Another Word For It Patrick Durusau on Topic Maps and Semantic Diversity

August 31, 2018

Leonardo da Vinci’s Notebooks [IIIF + Topic Maps]

Victoria and Albert Museum brings Leonardo da Vinci’s notebooks to life online by Gareth Harris.

From the post:

Scholars and digital experts at the Victoria and Albert Museum (V&A) in London have posted online the contents of two notebooks by Leonardo da Vinci, enabling devotees of the Renaissance polymath to zoom in and examine his revolutionary ideas and concepts.

On the technical front, the use of IIIF (International Image Interoperability Framework) to present a digital version of the notebooks is an innovation. “It’s our use of the IIIF standard that has enabled us to present the codex in a new way. The V&A digital team has been doing a lot of work in the last 18 months using IIIF. We’ve used the deep-zoom functionality enabled through IIIF to present some of the most spectacular and detailed items in our collection,” says Kati Price, the V&A’s head of digital media and publishing.

Crucially, IIIF also lets scholars compare similar objects across several institutions’ collections. “Researchers can easily see the images together with Leonardo da Vinci items held by other institutions using IIIF, for side-by-side digital comparison,” Yvard says.

These two notebooks, not to mention those to be posted next year for the 500th anniversary of Leonardo’s death, are important in their own right.

However, I want to draw your attention to the use of International Image Interoperability Framework (IIIF) in this project.

From the IIIF FAQ:

What is IIIF?

The International Image Interoperability Framework (IIIF) is a set of shared application programming interface (API) specifications for interoperable functionality in digital image repositories. The IIIF is comprised of and driven by a community of libraries, museums, archives, software companies, and other organizations working together to create, test, refine, implement and promote the IIIF specifications. Using JSON-LD, linked data, and standard W3C web protocols such as Web Annotation, IIIF makes it easy to parse and share digital image data, migrate across technology systems, and provide enhanced image access for scholars and researchers. In short, IIIF enables better, faster and cheaper image delivery. It lets you leverage interoperability and the fabric of the Web to access new possibilities and new users for your image-based resources, while reducing long term maintenance and technological lock in. IIIF gives users a rich set of baseline functionality for viewing, zooming, and assembling the best mix of resources and tools to view, compare, manipulate and work with images on the Web, an experience made portable–shareable, citable, and embeddable.
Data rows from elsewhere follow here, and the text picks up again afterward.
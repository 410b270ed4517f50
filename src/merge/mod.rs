// Copyright 2020 The Jujutsu Authors
//
// Licensed under the Apache License, Version 2.0 (the "License");
// you may not use this file except in compliance with the License.
// You may obtain a copy of the License at
//
// https://www.apache.org/licenses/LICENSE-2.0
//
// Unless required by applicable law or agreed to in writing, software
// distributed under the License is distributed on an "AS IS" BASIS,
// WITHOUT WARRANTIES OR CONDITIONS OF ANY KIND, either express or implied.
// See the License for the specific language governing permissions and
// limitations under the License.

//! Merging: computing what to merge (spec §4.6), applying it to a working
//! copy (spec §4.7), and dropping mergeinfo that applying it made redundant
//! (spec §4.8).

mod driver;
mod elision;
mod guard;
mod planner;

pub use driver::{
    MergeDriver, MergeOutcome, MergeTarget, NotificationCounts, RangeOutcome, TextMergeOutcome, TextMerger,
};
pub use elision::{elide, elide_at, elide_subtree, ElisionOutcome, ElisionStore};
pub use guard::{validate, MergeRequest};
pub use planner::{plan, Direction, MergePlan, PlanRange};
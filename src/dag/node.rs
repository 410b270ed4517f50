// Copyright 2020 The Jujutsu Authors
//
// Licensed under the Apache License, Version 2.0 (the "License");
// you may not use this file except in compliance with the License.
// You may obtain a copy of the License at
//
// https://www.apache.org/licenses/LICENSE-2.0
//
// Unless required by applicable law or agreed to in writing, software
// distributed under the License is distributed on an "AS IS" BASIS,
// WITHOUT WARRANTIES OR CONDITIONS OF ANY KIND, either express or implied.
// See the License for the specific language governing permissions and
// limitations under the License.

//! Committed DAG nodes (spec §3, §4.3): immutable, shared, reference-counted
//! records addressed by an opaque [`NodeId`].

use std::collections::BTreeMap;
use std::sync::Arc;

use blake2::{Blake2b512, Digest};
use tracing::trace;

use crate::error::DagError;
use crate::path::{RepoPath, RepoPathComponent, RepoPathComponentBuf};
use crate::revnum::Revnum;

/// Computes the content identity stored on a [`Node::File`]. Callers hash
/// content themselves (rather than `Transaction::make_file` taking raw
/// bytes) so storage backends that already have a content-addressed blob
/// store can pass its hash straight through.
pub fn hash_content(bytes: &[u8]) -> [u8; 64] {
    let mut hasher = Blake2b512::new();
    hasher.update(bytes);
    hasher.finalize().into()
}

/// Opaque identifier for a node's in-memory storage slot. Not stable across
/// processes; only meaningful within one [`Dag`].
#[derive(Clone, Copy, PartialEq, Eq, PartialOrd, Ord, Hash, Debug)]
pub struct NodeId(u64);

/// Identifies which "branch" in copy history a node belongs to.
#[derive(Clone, Copy, PartialEq, Eq, PartialOrd, Ord, Hash, Debug)]
pub struct CopyId(u64);

impl CopyId {
    /// "Never been involved in a copy."
    pub const ROOT: CopyId = CopyId(0);
}

#[derive(Clone, Copy, PartialEq, Eq, Debug)]
pub enum NodeKind {
    File,
    Directory,
    None,
    Unknown,
}

/// Identity fields shared by every node (spec §3's "Node identity").
#[derive(Clone, PartialEq, Eq, Debug)]
pub struct NodeMeta {
    pub created_rev: Revnum,
    pub created_path: RepoPath,
    pub copy_id: CopyId,
    pub copy_root: (Revnum, RepoPath),
    /// This node's previous interesting (content-or-properties-changed)
    /// revision, if any, for [`crate::dag::history`].
    pub predecessor: Option<NodeId>,
    /// Set when this node is the destination of a copy: the node it was
    /// copied from, for `cross_copies` history walks.
    pub copied_from: Option<NodeId>,
}

#[derive(Clone, Debug)]
pub enum Node {
    File { meta: NodeMeta, content_hash: [u8; 64] },
    Directory { meta: NodeMeta, entries: BTreeMap<RepoPathComponentBuf, NodeId> },
    Unknown { meta: NodeMeta },
}

impl Node {
    pub fn kind(&self) -> NodeKind {
        match self {
            Node::File { .. } => NodeKind::File,
            Node::Directory { .. } => NodeKind::Directory,
            Node::Unknown { .. } => NodeKind::Unknown,
        }
    }

    pub fn meta(&self) -> &NodeMeta {
        match self {
            Node::File { meta, .. } | Node::Directory { meta, .. } | Node::Unknown { meta } => meta,
        }
    }

    pub fn entries(&self) -> Option<&BTreeMap<RepoPathComponentBuf, NodeId>> {
        match self {
            Node::Directory { entries, .. } => Some(entries),
            _ => None,
        }
    }

    pub fn content_hash(&self) -> Option<&[u8; 64]> {
        match self {
            Node::File { content_hash, .. } => Some(content_hash),
            _ => None,
        }
    }
}

/// The committed-revision store: an append-only sequence of root nodes plus
/// the shared, immutable nodes they and their ancestors reference.
///
/// Persistence is out of scope; this is the in-memory authority a
/// `RepositoryAccess` implementation would back with actual pack/index
/// files.
pub struct Dag {
    nodes: std::collections::HashMap<NodeId, Arc<Node>>,
    revision_roots: Vec<NodeId>,
    next_node_id: u64,
    next_copy_id: u64,
}

impl Dag {
    /// A fresh repository: revision 0 is an empty directory.
    pub fn new() -> Self {
        let mut dag = Dag {
            nodes: std::collections::HashMap::new(),
            revision_roots: Vec::new(),
            next_node_id: 1,
            next_copy_id: 1,
        };
        let root_id = dag.insert_node(Node::Directory {
            meta: NodeMeta {
                created_rev: Revnum::ZERO,
                created_path: RepoPath::root(),
                copy_id: CopyId::ROOT,
                copy_root: (Revnum::ZERO, RepoPath::root()),
                predecessor: None,
                copied_from: None,
            },
            entries: BTreeMap::new(),
        });
        dag.revision_roots.push(root_id);
        dag
    }

    pub fn youngest(&self) -> Revnum {
        Revnum::new(self.revision_roots.len() as u64 - 1)
    }

    pub fn revision_root(&self, revision: Revnum) -> Result<Arc<Node>, DagError> {
        let id = self.revision_root_id(revision)?;
        Ok(Arc::clone(&self.nodes[&id]))
    }

    /// The root node's id for `revision`, without fetching the node itself.
    pub(crate) fn revision_root_id(&self, revision: Revnum) -> Result<NodeId, DagError> {
        let index = revision
            .as_u64()
            .filter(|&rev| rev <= self.revision_roots.len() as u64 - 1)
            .ok_or(DagError::NoSuchRevision(revision, self.youngest()))?;
        Ok(self.revision_roots[index as usize])
    }

    pub fn node(&self, id: NodeId) -> Arc<Node> {
        Arc::clone(&self.nodes[&id])
    }

    /// `Open(parent, entry-name)`: the child node, or `None` (not an error).
    pub fn open(&self, parent: &Node, name: &RepoPathComponent) -> Option<Arc<Node>> {
        let entries = parent.entries()?;
        let id = *entries.get(name)?;
        Some(self.node(id))
    }

    pub(crate) fn alloc_node_id(&mut self) -> NodeId {
        let id = NodeId(self.next_node_id);
        self.next_node_id += 1;
        id
    }

    pub fn alloc_copy_id(&mut self) -> CopyId {
        let id = CopyId(self.next_copy_id);
        self.next_copy_id += 1;
        id
    }

    pub(crate) fn insert_node(&mut self, node: Node) -> NodeId {
        let id = self.alloc_node_id();
        self.nodes.insert(id, Arc::new(node));
        id
    }

    /// Promotes `root` to a freshly allocated revision. Used by
    /// [`crate::dag::transaction::Transaction::commit`] once it has
    /// materialized every mutable clone as an immutable [`Node`].
    pub(crate) fn commit_root(&mut self, root: NodeId) -> Revnum {
        self.revision_roots.push(root);
        trace!(revision = ?self.youngest(), "committed new revision");
        self.youngest()
    }
}

impl Default for Dag {
    fn default() -> Self {
        Dag::new()
    }
}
What are the benefits of IIIF?

….

Advanced, interactive functionality for end users

  • Fast, rich, zoom and pan delivery of images
  • Manipulation of size, scale, region of interest, rotation, quality and format.
  • Annotation – IIIF has native compatibility with the W3C annotation working group’s Web Annotation Data Model, which supports annotating content on the Web. Users can comment on, transcribe, and draw on image-based resources using the Web’s inherent architecture.
  • Assemble and use image-based resources from across the Web, regardless of source. Compare pages, build an exhibit, or view a virtual collection of items served from different sites.
  • Cite and Share – IIIF APIs provide motivation for persistence, providing portable views of images and/or regions of images. Cite an image with confidence in stable image URIs, or share it for reference by others–or yourself in a different environment.

If you are looking to enhance your topic map with images, this sounds like the right way to go. Ping me with your examples of your uses of IIIF with topic maps.

BTW, the Draft IIIF v.3.0 Specifications have been released for review.